• Task to carry out: Each line in the records below that has the word "this" should be copied.

• Listed entries:
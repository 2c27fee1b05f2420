use serde::{Deserialize, Serialize};

/// Structured postal address record as managed by the Geographic Address
/// Management API.
///
/// Owned by the backend: the client reads and displays it, and only
/// constructs one itself as the `submittedGeographicAddress` of a
/// validation request. Every display field defaults to an empty string so
/// that partial records returned under a `fields` projection still
/// deserialize.
#[derive(Debug, Deserialize, Serialize, Clone, PartialEq, Eq)]
#[serde(rename_all = "camelCase")]
pub struct GeographicAddress {
    /// Server-assigned identifier. Empty on a submitted draft.
    #[serde(default, skip_serializing_if = "String::is_empty")]
    pub id: String,
    /// Hyperlink reference to this resource.
    #[serde(default, skip_serializing_if = "Option::is_none")]
    pub href: Option<String>,
    #[serde(default, skip_serializing_if = "Option::is_none")]
    pub name: Option<String>,
    #[serde(default)]
    pub street_nr: String,
    #[serde(default)]
    pub street_name: String,
    #[serde(default, skip_serializing_if = "Option::is_none")]
    pub street_type: Option<StreetType>,
    #[serde(default, skip_serializing_if = "Option::is_none")]
    pub street_suffix: Option<String>,
    #[serde(default)]
    pub city: String,
    #[serde(default)]
    pub state_or_province: String,
    #[serde(default)]
    pub country: String,
    // Countries like the UK use alphanumeric postal codes, so you can't just use a number here
    #[serde(default)]
    pub postcode: String,
    #[serde(default)]
    pub locality: String,
    /// References to child units of this address. The full sub-address
    /// records live under their own sub-resource and are fetched on demand.
    #[serde(default, skip_serializing_if = "Vec::is_empty")]
    pub geographic_sub_address: Vec<SubAddressRef>,
}

/// The six street types the API accepts.
#[derive(Debug, Deserialize, Serialize, Clone, Copy, Default, PartialEq, Eq)]
#[serde(rename_all = "lowercase")]
pub enum StreetType {
    #[default]
    Street,
    Avenue,
    Road,
    Lane,
    Drive,
    Boulevard,
}

impl StreetType {
    pub fn as_str(&self) -> &'static str {
        use self::StreetType::*;
        match *self {
            Street => "street",
            Avenue => "avenue",
            Road => "road",
            Lane => "lane",
            Drive => "drive",
            Boulevard => "boulevard",
        }
    }

    /// All accepted values, in the order the selection control offers them.
    pub fn all() -> &'static [StreetType] {
        use self::StreetType::*;
        &[Street, Avenue, Road, Lane, Drive, Boulevard]
    }
}

impl std::fmt::Display for StreetType {
    fn fmt(&self, f: &mut std::fmt::Formatter) -> std::fmt::Result {
        f.write_str(self.as_str())
    }
}

/// Reference to a sub-address as embedded in its parent
/// [`GeographicAddress`].
#[derive(Debug, Deserialize, Serialize, Clone, PartialEq, Eq)]
#[serde(rename_all = "camelCase")]
pub struct SubAddressRef {
    #[serde(default)]
    pub id: String,
    #[serde(default, skip_serializing_if = "Option::is_none")]
    pub href: Option<String>,
    #[serde(default, skip_serializing_if = "Option::is_none")]
    pub name: Option<String>,
}

/// Child unit of an address, e.g. an apartment or unit. Belongs to exactly
/// one [`GeographicAddress`] and is only fetched when the parent's detail
/// view opens.
#[derive(Debug, Deserialize, Serialize, Clone, PartialEq, Eq)]
#[serde(rename_all = "camelCase")]
pub struct GeographicSubAddress {
    #[serde(default)]
    pub id: String,
    #[serde(default, skip_serializing_if = "Option::is_none")]
    pub href: Option<String>,
    #[serde(default)]
    pub sub_address_type: String,
    #[serde(default)]
    pub sub_address_name: String,
    #[serde(default)]
    pub sub_address_number: String,
}

#[cfg(test)]
mod tests {
    use super::*;

    #[test]
    fn deserializes_full_record() {
        let address: GeographicAddress = serde_json::from_str(
            r#"{
                "id": "42",
                "href": "https://host/tmf-api/geographicAddress/42",
                "name": "Head Office",
                "streetNr": "12",
                "streetName": "Main",
                "streetType": "avenue",
                "streetSuffix": "West",
                "city": "Springfield",
                "stateOrProvince": "IL",
                "country": "USA",
                "postcode": "62701",
                "locality": "Downtown",
                "geographicSubAddress": [{"id": "42-1"}]
            }"#,
        )
        .unwrap();
        assert_eq!(address.id, "42");
        assert_eq!(address.street_type, Some(StreetType::Avenue));
        assert_eq!(address.street_suffix.as_deref(), Some("West"));
        assert_eq!(address.geographic_sub_address.len(), 1);
    }

    #[test]
    fn deserializes_projected_record() {
        // A `fields=city,postcode` projection drops everything else.
        let address: GeographicAddress =
            serde_json::from_str(r#"{"id": "42", "city": "Springfield", "postcode": "62701"}"#)
                .unwrap();
        assert_eq!(address.city, "Springfield");
        assert_eq!(address.street_name, "");
        assert_eq!(address.street_type, None);
        assert!(address.geographic_sub_address.is_empty());
    }

    #[test]
    fn draft_serializes_without_id() {
        let draft = GeographicAddress {
            id: String::new(),
            href: None,
            name: None,
            street_nr: "1".into(),
            street_name: "Main".into(),
            street_type: Some(StreetType::Street),
            street_suffix: None,
            city: "Springfield".into(),
            state_or_province: "IL".into(),
            country: "USA".into(),
            postcode: "62701".into(),
            locality: "Downtown".into(),
            geographic_sub_address: vec![],
        };
        let json = serde_json::to_value(&draft).unwrap();
        assert!(json.get("id").is_none());
        assert!(json.get("href").is_none());
        assert_eq!(json["streetType"], "street");
    }
}
use std::fmt::Write;

use crate::api::AddressApi;
use crate::display;
use crate::views::{AddressDetailView, FetchStatus};
use crate::{AddressFilters, GeographicAddress};

/// The address search screen: a filterable summary list with at most one
/// open detail view.
#[derive(Debug, Clone, Default)]
pub struct AddressListView {
    pub filters: AddressFilters,
    pub addresses: Vec<GeographicAddress>,
    pub status: FetchStatus,
    pub error: Option<String>,
    pub detail: Option<AddressDetailView>,
}

impl AddressListView {
    pub fn new() -> Self {
        AddressListView::default()
    }

    /// Initial unfiltered load, issued when the screen mounts.
    pub async fn open<A>(&mut self, api: &A)
    where
        A: AddressApi + Sync,
    {
        self.fetch(api, &AddressFilters::default()).await;
    }

    /// Re-fetches the list with the active (trimmed, non-blank) filters.
    pub async fn search<A>(&mut self, api: &A)
    where
        A: AddressApi + Sync,
    {
        let active = self.filters.trimmed();
        self.fetch(api, &active).await;
    }

    /// Resets all filters and re-issues an unfiltered list call.
    pub async fn clear<A>(&mut self, api: &A)
    where
        A: AddressApi + Sync,
    {
        self.filters = AddressFilters::default();
        self.fetch(api, &AddressFilters::default()).await;
    }

    async fn fetch<A>(&mut self, api: &A, filters: &AddressFilters)
    where
        A: AddressApi + Sync,
    {
        self.status = FetchStatus::Loading;
        self.error = None;
        match api.addresses(filters).await {
            Ok(addresses) => {
                // Response replaces prior results, never merges.
                self.addresses = addresses;
                self.status = FetchStatus::Loaded;
            }
            Err(err) => {
                self.error = Some(format!("Failed to fetch addresses: {}", err));
                self.status = FetchStatus::Errored;
            }
        }
    }

    /// Opens the detail view for the address at `index`, discarding any
    /// previously open detail.
    ///
    /// When the active filters carry a `fields` projection the held summary
    /// may be partial, so the full record is re-fetched by id first.
    pub async fn select<A>(&mut self, api: &A, index: usize)
    where
        A: AddressApi + Sync,
    {
        let address = match self.addresses.get(index) {
            Some(address) => address.clone(),
            None => return,
        };

        let full = if self.filters.has_field_projection() {
            match api.address_by_id(&address.id, &AddressFilters::default()).await {
                Ok(full) => full,
                Err(err) => {
                    self.error = Some(format!("Failed to fetch address details: {}", err));
                    return;
                }
            }
        } else {
            address
        };

        let mut detail = AddressDetailView::new(full);
        detail.load_sub_addresses(api).await;
        self.detail = Some(detail);
    }

    pub fn close_detail(&mut self) {
        self.detail = None;
    }

    pub fn render(&self) -> String {
        if self.status.is_loading() {
            return "Loading addresses...\n".to_string();
        }

        let mut out = String::new();
        if let Some(ref error) = self.error {
            let _ = writeln!(out, "{}", error);
        }

        let _ = writeln!(out, "Addresses ({})", self.addresses.len());
        if self.addresses.is_empty() {
            out.push_str("No addresses found.\n");
        } else {
            for address in &self.addresses {
                let _ = writeln!(
                    out,
                    "- {} | {} | {}, {} {}",
                    address.name.as_deref().unwrap_or("Unnamed Address"),
                    display::street_line(address),
                    address.city,
                    address.country,
                    address.postcode,
                );
            }
        }

        if let Some(ref detail) = self.detail {
            out.push_str(&detail.render());
        }
        out
    }
}

#[cfg(test)]
mod tests {
    use super::*;
    use crate::views::testing::{sample_address, FakeApi};

    #[tokio::test]
    async fn open_issues_unfiltered_fetch() {
        let api = FakeApi {
            addresses: vec![sample_address("1"), sample_address("2")],
            ..Default::default()
        };
        let mut view = AddressListView::new();
        assert_eq!(view.status, FetchStatus::Idle);
        view.open(&api).await;

        assert_eq!(api.calls(), vec!["addresses []"]);
        assert_eq!(view.status, FetchStatus::Loaded);
        assert_eq!(view.addresses.len(), 2);
    }

    #[tokio::test]
    async fn search_sends_trimmed_active_filters_and_replaces_results() {
        let api = FakeApi {
            addresses: vec![sample_address("1")],
            ..Default::default()
        };
        let mut view = AddressListView::new();
        view.addresses = vec![sample_address("stale-1"), sample_address("stale-2")];
        view.filters.city = "  Springfield ".to_string();
        view.filters.postcode = "   ".to_string();
        view.search(&api).await;

        assert_eq!(api.calls(), vec![r#"addresses [("city", "Springfield")]"#]);
        assert_eq!(view.addresses.len(), 1);
        assert_eq!(view.addresses[0].id, "1");
    }

    #[tokio::test]
    async fn clear_resets_filters_and_refetches() {
        let api = FakeApi::default();
        let mut view = AddressListView::new();
        view.filters.country = "USA".to_string();
        view.clear(&api).await;

        assert_eq!(view.filters, AddressFilters::default());
        assert_eq!(api.calls(), vec!["addresses []"]);
    }

    #[tokio::test]
    async fn fetch_failure_sets_banner_and_errored_status() {
        let api = FakeApi {
            fail_addresses: true,
            ..Default::default()
        };
        let mut view = AddressListView::new();
        view.open(&api).await;

        assert_eq!(view.status, FetchStatus::Errored);
        assert!(view
            .error
            .as_deref()
            .unwrap()
            .starts_with("Failed to fetch addresses:"));

        // The next successful action clears the banner.
        let api = FakeApi::default();
        view.search(&api).await;
        assert!(view.error.is_none());
        assert_eq!(view.status, FetchStatus::Loaded);
    }

    #[tokio::test]
    async fn select_without_projection_uses_held_summary() {
        let api = FakeApi {
            addresses: vec![sample_address("42")],
            ..Default::default()
        };
        let mut view = AddressListView::new();
        view.open(&api).await;
        view.select(&api, 0).await;

        assert_eq!(api.count("address_by_id"), 0);
        assert_eq!(api.count("sub_addresses"), 1);
        assert_eq!(view.detail.as_ref().unwrap().address.id, "42");
    }

    #[tokio::test]
    async fn select_under_projection_refetches_full_record_once() {
        let mut projected = sample_address("42");
        projected.street_name = String::new();
        let api = FakeApi {
            addresses: vec![projected],
            address: Some(sample_address("42")),
            ..Default::default()
        };
        let mut view = AddressListView::new();
        view.filters.fields = "city,postcode".to_string();
        view.search(&api).await;
        view.select(&api, 0).await;

        assert_eq!(api.count("address_by_id"), 1);
        // The full-record fetch carries no projection of its own.
        assert!(api.calls().contains(&"address_by_id 42 []".to_string()));
        assert_eq!(view.detail.as_ref().unwrap().address.street_name, "Main");
    }

    #[tokio::test]
    async fn select_replaces_previous_detail() {
        let api = FakeApi {
            addresses: vec![sample_address("1"), sample_address("2")],
            ..Default::default()
        };
        let mut view = AddressListView::new();
        view.open(&api).await;
        view.select(&api, 0).await;
        view.detail.as_mut().unwrap().sub_addresses = vec![crate::GeographicSubAddress {
            id: "old".to_string(),
            href: None,
            sub_address_type: String::new(),
            sub_address_name: String::new(),
            sub_address_number: String::new(),
        }];
        view.select(&api, 1).await;

        let detail = view.detail.as_ref().unwrap();
        assert_eq!(detail.address.id, "2");
        assert!(detail.sub_addresses.is_empty());
    }

    #[tokio::test]
    async fn select_out_of_range_is_ignored() {
        let api = FakeApi::default();
        let mut view = AddressListView::new();
        view.select(&api, 5).await;
        assert!(api.calls().is_empty());
        assert!(view.detail.is_none());
    }

    #[tokio::test]
    async fn renders_empty_list_message() {
        let api = FakeApi::default();
        let mut view = AddressListView::new();
        view.open(&api).await;
        let rendered = view.render();
        assert!(rendered.contains("Addresses (0)"));
        assert!(rendered.contains("No addresses found."));
    }
}
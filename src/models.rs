//! Data types produced by a refresh.
//!
//! `RefreshSnapshot` is the wire contract with presentation layers: key names
//! and nesting (`Likes`, `Top`, `Most Liked Model`, `Diagnostics`, ...) are fixed
//! and must not change.

use std::collections::BTreeMap;

use chrono::{DateTime, Utc};
use serde::ser::SerializeMap;
use serde::{Serialize, Serializer};
use serde_json::{Map, Value};

use crate::config::BANNED_PERMISSION_KEYS;

/// Identity of one model: enough to build its detail-page URL.
///
/// Identity is `(id, slug)`; `title` is supplementary.
#[derive(Debug, Clone, PartialEq, Eq)]
pub struct ModelReference {
    pub id: i64,
    pub slug: String,
    pub title: Option<String>,
}

impl ModelReference {
    pub fn new(id: i64, slug: impl Into<String>, title: Option<String>) -> Self {
        Self {
            id,
            slug: slug.into(),
            title,
        }
    }

    /// Canonical detail-page URL under `origin`.
    pub fn url(&self, origin: &str) -> String {
        format!("{}/en/models/{}-{}", origin, self.id, self.slug)
    }
}

/// A metric as found on a model page.
///
/// Integers and all-digit strings become `Count`; anything else is passed
/// through unchanged as `Raw` and is ignored by rankings.
#[derive(Debug, Clone, PartialEq, Serialize)]
#[serde(untagged)]
pub enum MetricValue {
    Count(i64),
    Raw(Value),
}

impl MetricValue {
    pub fn as_count(&self) -> Option<i64> {
        match self {
            MetricValue::Count(n) => Some(*n),
            MetricValue::Raw(_) => None,
        }
    }
}

/// Metrics for one model, built once per refresh.
#[derive(Debug, Clone, PartialEq, Serialize)]
pub struct ModelRecord {
    pub id: i64,
    pub slug: String,
    pub url: String,
    pub title: Option<String>,
    pub metrics: BTreeMap<String, MetricValue>,
}

impl ModelRecord {
    /// Integer value of `metric`, if present and countable.
    pub fn count(&self, metric: &str) -> Option<i64> {
        self.metrics.get(metric).and_then(MetricValue::as_count)
    }
}

/// The top-ranked model for one metric.
///
/// Serializes as `{"id", "title", "url", <metric>: value}`.
#[derive(Debug, Clone, PartialEq)]
pub struct TopModel {
    pub id: i64,
    pub title: Option<String>,
    pub url: String,
    pub metric: &'static str,
    pub value: i64,
}

impl Serialize for TopModel {
    fn serialize<S: Serializer>(&self, serializer: S) -> Result<S::Ok, S::Error> {
        let mut map = serializer.serialize_map(Some(4))?;
        map.serialize_entry("id", &self.id)?;
        map.serialize_entry("title", &self.title)?;
        map.serialize_entry("url", &self.url)?;
        map.serialize_entry(self.metric, &self.value)?;
        map.end()
    }
}

/// Top-ranked models; `None` when no fetched model had the metric.
#[derive(Debug, Clone, Default, PartialEq, Serialize)]
pub struct TopModels {
    #[serde(rename = "Most Liked Model")]
    pub most_liked: Option<TopModel>,
    #[serde(rename = "Most Downloaded Model")]
    pub most_downloaded: Option<TopModel>,
    #[serde(rename = "Most Printed Model")]
    pub most_printed: Option<TopModel>,
}

impl TopModels {
    pub fn entries(&self) -> [(&'static str, Option<&TopModel>); 3] {
        [
            ("Most Liked Model", self.most_liked.as_ref()),
            ("Most Downloaded Model", self.most_downloaded.as_ref()),
            ("Most Printed Model", self.most_printed.as_ref()),
        ]
    }
}

/// Profile-level counters, passed through from user-info as found.
#[derive(Debug, Clone, Default, PartialEq, Serialize)]
pub struct Summary {
    #[serde(rename = "Likes")]
    pub likes: Option<Value>,
    #[serde(rename = "Downloads")]
    pub downloads: Option<Value>,
    #[serde(rename = "Prints")]
    pub prints: Option<Value>,
    #[serde(rename = "Points")]
    pub points: Option<Value>,
    #[serde(rename = "Followers")]
    pub followers: Option<Value>,
    #[serde(rename = "Boosts Received")]
    pub boosts_received: Option<Value>,
}

impl Summary {
    pub fn entries(&self) -> [(&'static str, Option<&Value>); 6] {
        [
            ("Likes", self.likes.as_ref()),
            ("Downloads", self.downloads.as_ref()),
            ("Prints", self.prints.as_ref()),
            ("Points", self.points.as_ref()),
            ("Followers", self.followers.as_ref()),
            ("Boosts Received", self.boosts_received.as_ref()),
        ]
    }
}

/// Profile flags and counts. Missing or mistyped fields are `None`.
#[derive(Debug, Clone, Default, PartialEq, Serialize)]
#[serde(rename_all = "camelCase")]
pub struct Diagnostics {
    pub banned_permission: Option<Map<String, Value>>,
    pub handle: Option<String>,
    pub name: Option<String>,
    pub uid: Option<Value>,
    pub badges: Option<Vec<Value>>,
    pub certificated: Option<bool>,
    pub can_subscribe_commercial_license: Option<bool>,
    pub design_count: Option<i64>,
    pub collection_count: Option<i64>,
    pub download_count: Option<i64>,
    pub follow_count: Option<i64>,
    pub featured_design_cnt: Option<i64>,
    pub win_contest_times: Option<i64>,
}

impl Diagnostics {
    /// Titles of badges that are objects with a string `title`.
    pub fn badge_titles(&self) -> Vec<&str> {
        self.badges
            .iter()
            .flatten()
            .filter_map(|badge| badge.get("title").and_then(Value::as_str))
            .collect()
    }

    /// A `bannedPermission` sub-flag, only when it is a boolean.
    pub fn banned_flag(&self, key: &str) -> Option<bool> {
        self.banned_permission
            .as_ref()
            .and_then(|banned| banned.get(key))
            .and_then(Value::as_bool)
    }

    /// Every known banned-permission flag, in display order.
    pub fn banned_flags(&self) -> Vec<(&'static str, Option<bool>)> {
        BANNED_PERMISSION_KEYS
            .iter()
            .map(|key| (*key, self.banned_flag(key)))
            .collect()
    }
}

/// The result of one refresh cycle. Superseded wholesale by the next one.
#[derive(Debug, Clone, PartialEq, Serialize)]
pub struct RefreshSnapshot {
    #[serde(flatten)]
    pub summary: Summary,
    #[serde(rename = "Top")]
    pub top: TopModels,
    /// Merged reference count, whether or not each model's page was fetched
    #[serde(rename = "Models")]
    pub models: usize,
    #[serde(rename = "Diagnostics")]
    pub diagnostics: Diagnostics,
    pub last_update: DateTime<Utc>,
}

/// A model page that could not be fetched.
#[derive(Debug, Clone, PartialEq, Serialize)]
pub struct FailedModel {
    pub id: i64,
    pub slug: String,
    pub title: Option<String>,
    pub error: String,
}

/// Outcome of one per-model fetch.
#[derive(Debug, Clone, PartialEq, Serialize)]
#[serde(untagged)]
pub enum ModelOutcome {
    Fetched(ModelRecord),
    Failed(FailedModel),
}

impl ModelOutcome {
    pub fn record(&self) -> Option<&ModelRecord> {
        match self {
            ModelOutcome::Fetched(record) => Some(record),
            ModelOutcome::Failed(_) => None,
        }
    }
}

/// How a refresh arrived at its snapshot.
#[derive(Debug, Clone, Default, PartialEq, Serialize)]
pub struct RefreshTrace {
    pub profile_url: String,
    pub upload_url: Option<String>,
    pub upload_error: Option<String>,
    /// References left after `max_models` truncation
    pub resolved_model_refs: usize,
    /// Model pages fetched successfully
    pub parsed_models: usize,
    #[serde(skip)]
    pub models: Vec<ModelOutcome>,
}

#[cfg(test)]
mod tests {
    use super::*;
    use serde_json::json;

    fn record(likes: Value) -> ModelRecord {
        let mut metrics = BTreeMap::new();
        metrics.insert(
            "likeCount".to_string(),
            match likes.as_i64() {
                Some(n) => MetricValue::Count(n),
                None => MetricValue::Raw(likes),
            },
        );
        ModelRecord {
            id: 7,
            slug: "benchy".to_string(),
            url: "https://makerworld.com/en/models/7-benchy".to_string(),
            title: Some("Benchy".to_string()),
            metrics,
        }
    }

    #[test]
    fn test_model_reference_url() {
        let r = ModelReference::new(42, "widget", None);
        assert_eq!(
            r.url("https://makerworld.com"),
            "https://makerworld.com/en/models/42-widget"
        );
    }

    #[test]
    fn test_metric_value_serializes_untagged() {
        assert_eq!(serde_json::to_value(MetricValue::Count(5)).unwrap(), json!(5));
        assert_eq!(
            serde_json::to_value(MetricValue::Raw(json!("1.2k"))).unwrap(),
            json!("1.2k")
        );
    }

    #[test]
    fn test_record_count_ignores_raw() {
        assert_eq!(record(json!(12)).count("likeCount"), Some(12));
        assert_eq!(record(json!("1.2k")).count("likeCount"), None);
        assert_eq!(record(json!(12)).count("printCount"), None);
    }

    #[test]
    fn test_top_model_serializes_metric_key() {
        let top = TopModel {
            id: 7,
            title: Some("Benchy".to_string()),
            url: "https://makerworld.com/en/models/7-benchy".to_string(),
            metric: "likeCount",
            value: 99,
        };
        assert_eq!(
            serde_json::to_value(&top).unwrap(),
            json!({
                "id": 7,
                "title": "Benchy",
                "url": "https://makerworld.com/en/models/7-benchy",
                "likeCount": 99
            })
        );
    }

    #[test]
    fn test_snapshot_top_level_keys() {
        let snapshot = RefreshSnapshot {
            summary: Summary {
                likes: Some(json!(10)),
                ..Default::default()
            },
            top: TopModels::default(),
            models: 0,
            diagnostics: Diagnostics::default(),
            last_update: Utc::now(),
        };
        let value = serde_json::to_value(&snapshot).unwrap();
        let keys: Vec<&str> = value
            .as_object()
            .unwrap()
            .keys()
            .map(String::as_str)
            .collect();
        assert_eq!(
            keys,
            vec![
                "Likes",
                "Downloads",
                "Prints",
                "Points",
                "Followers",
                "Boosts Received",
                "Top",
                "Models",
                "Diagnostics",
                "last_update"
            ]
        );
        assert_eq!(value["Likes"], json!(10));
        assert_eq!(value["Downloads"], Value::Null);
        assert_eq!(value["Top"]["Most Liked Model"], Value::Null);
        assert_eq!(value["Diagnostics"]["canSubscribeCommercialLicense"], Value::Null);
        assert!(value["Diagnostics"].get("featuredDesignCnt").is_some());
    }

    #[test]
    fn test_diagnostics_badges_and_flags() {
        let mut banned = Map::new();
        banned.insert("comment".to_string(), json!(true));
        banned.insert("upload".to_string(), json!("no"));
        let diagnostics = Diagnostics {
            banned_permission: Some(banned),
            badges: Some(vec![
                json!({"title": "Early Maker"}),
                json!({"title": 3}),
                json!("loose"),
                json!({"title": "Boosted"}),
            ]),
            ..Default::default()
        };
        assert_eq!(diagnostics.badge_titles(), vec!["Early Maker", "Boosted"]);
        assert_eq!(diagnostics.banned_flag("comment"), Some(true));
        assert_eq!(diagnostics.banned_flag("upload"), None);
        assert_eq!(diagnostics.banned_flag("whole"), None);
        assert_eq!(diagnostics.banned_flags().len(), 7);
    }
}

• Solved problem:
    /// Hyperlink reference to this resource.
    /// References to child units of this address. The full sub-address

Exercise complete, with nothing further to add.